**Exercise description:** Filter the entries for the word "MaterialUpdate". Copy each line that has it.
Start of Excerpted data
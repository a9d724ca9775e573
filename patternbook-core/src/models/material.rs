//! Material payloads
//!
//! One material line belongs to a pattern and to a material set
//! (`recipe_id`); several alternative sets can exist for the same pattern.

use serde::Deserialize;

use super::validation::{Checker, ValidationError};

/// Create payload for a material line.
#[derive(Debug, Clone, Deserialize)]
#[serde(deny_unknown_fields)]
pub struct NewMaterial {
    pub amigurumi_id: i64,
    pub material_name: String,
    pub quantity: String,
    /// Material-set grouping number.
    pub recipe_id: i64,
    /// Colour this material maps to in the stitch rows, when it is a yarn.
    pub colour_id: Option<i64>,
}

impl NewMaterial {
    pub fn validate(&self) -> Result<(), ValidationError> {
        let mut check = Checker::new();
        check.positive("amigurumi_id", self.amigurumi_id);
        check.non_empty("material_name", &self.material_name);
        check.non_empty("quantity", &self.quantity);
        check.positive("recipe_id", self.recipe_id);
        check.finish()
    }
}

/// Partial update for a material line.
#[derive(Debug, Clone, Default, Deserialize)]
pub struct MaterialUpdate {
    pub material_name: Option<String>,
    pub quantity: Option<String>,
    pub recipe_id: Option<i64>,
    pub colour_id: Option<i64>,
}

impl MaterialUpdate {
    pub fn validate(&self) -> Result<(), ValidationError> {
        let mut check = Checker::new();
        if let Some(name) = &self.material_name {
            check.non_empty("material_name", name);
        }
        if let Some(quantity) = &self.quantity {
            check.non_empty("quantity", quantity);
        }
        if let Some(recipe_id) = self.recipe_id {
            check.positive("recipe_id", recipe_id);
        }
        check.finish()
    }
}

#[cfg(test)]
mod tests {
    use super::*;

    #[test]
    fn valid_material() {
        let m = NewMaterial {
            amigurumi_id: 1,
            material_name: "cotton yarn".into(),
            quantity: "2 skeins".into(),
            recipe_id: 1,
            colour_id: Some(2),
        };
        assert!(m.validate().is_ok());
    }

    #[test]
    fn rejects_blank_quantity() {
        let m = NewMaterial {
            amigurumi_id: 1,
            material_name: "stuffing".into(),
            quantity: " ".into(),
            recipe_id: 1,
            colour_id: None,
        };
        let err = m.validate().unwrap_err();
        assert_eq!(err.errors[0].loc, vec!["body", "quantity"]);
    }
}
End of Excerpted data
**Your solution:**
pub struct MaterialUpdate {
impl MaterialUpdate {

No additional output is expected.